In a recent post on nrdc.org, author Ed Osann talks about the world’s sanitation crisis and how an international group of experts (under the umbrella of the ISO) is working towards standards that any new sanitation solution could, and should, meet.
These standards are a push to introduce sanitation solutions – that do not require sewerage – that can be easily and quickly deployed anywhere, regardless of location.
The international panel (of which the author is a part of), The Panel on Sustainable Non-Sewered Sanitation Systems, co-led by experts from the US and Senegal, is currently working on a draft of these standards and hopes to have a final draft submitted by the summer of 2018.

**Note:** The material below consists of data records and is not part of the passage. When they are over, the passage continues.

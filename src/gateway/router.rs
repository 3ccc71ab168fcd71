//! Static path-to-backend routing with latency instrumentation

use std::sync::Arc;
use tracing::{info, warn};

use crate::backend::{spawn_call, BackendCaller, BackendTarget, CallResult};
use crate::config::settings::validate_routes;
use crate::config::RouteConfig;
use crate::error::Result;

/// Response header carrying the latency indicator, in milliseconds
pub const LATENCY_HEADER: &str = "x-backend-latency";

/// A gateway route
#[derive(Debug, Clone, PartialEq, Eq)]
pub struct Route {
    pub path: String,
    pub target: BackendTarget,
}

/// Immutable routing table, built once at startup
#[derive(Debug, Clone)]
pub struct RouteTable {
    routes: Vec<Route>,
}

impl RouteTable {
    /// Build a validated table from configuration
    pub fn from_config(routes: &[RouteConfig]) -> Result<Self> {
        validate_routes(routes)?;

        Ok(Self {
            routes: routes
                .iter()
                .map(|r| Route {
                    path: r.path.clone(),
                    target: r.target.clone(),
                })
                .collect(),
        })
    }

    pub fn lookup(&self, path: &str) -> Option<&BackendTarget> {
        self.routes
            .iter()
            .find(|route| route.path == path)
            .map(|route| &route.target)
    }

    pub fn routes(&self) -> &[Route] {
        &self.routes
    }

    pub fn len(&self) -> usize {
        self.routes.len()
    }

    pub fn is_empty(&self) -> bool {
        self.routes.is_empty()
    }
}

/// Front-door router
///
/// Holds no per-request state; every dispatch issues exactly one call.
#[derive(Clone)]
pub struct Gateway {
    table: Arc<RouteTable>,
    caller: Arc<dyn BackendCaller>,
}

impl Gateway {
    pub fn new(table: RouteTable, caller: Arc<dyn BackendCaller>) -> Self {
        Self {
            table: Arc::new(table),
            caller,
        }
    }

    pub fn table(&self) -> &RouteTable {
        &self.table
    }

    /// Forward a request for `path` to its backend.
    ///
    /// Returns `None` when the path is not in the table. The outbound call
    /// keeps running even if the inbound request goes away.
    pub async fn dispatch(&self, path: &str) -> Option<CallResult> {
        let target = self.table.lookup(path)?;
        let result = spawn_call(self.caller.clone(), target.clone()).await;

        match result.error_description() {
            None => info!(
                path = %path,
                backend = %target,
                latency_ms = result.latency_ms(),
                "Request forwarded"
            ),
            Some(error) => warn!(
                path = %path,
                backend = %target,
                latency_ms = result.latency_ms(),
                error = %error,
                "Backend unreachable, relaying error text"
            ),
        }

        Some(result)
    }
}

“If successful, this effort has huge implications for public health in the developing world, but it could also be a game-changer for water and wastewater management in the US and other developed countries. Remote locations, such as state and national parks, are obvious possibilities for early installations. But as more states and communities contend with recurring drought and the uncertainties of climate change, more communities will be receptive to sanitation solutions that do not require drinking water to operate. In fact, production for commercial installations in developed countries may speed up the availability of more affordable units for the developing world.”
We’ve mentioned the importance of developing international standards on this site multiple times before, but it bears repeating. Not only will standards help provide universal benchmarks to reach for – clearing a distinct path for future R&D and manufacturing processes – but they also help manufacturers create sanitation solutions that can be used by (and be useful to) the world at large, not just domestically.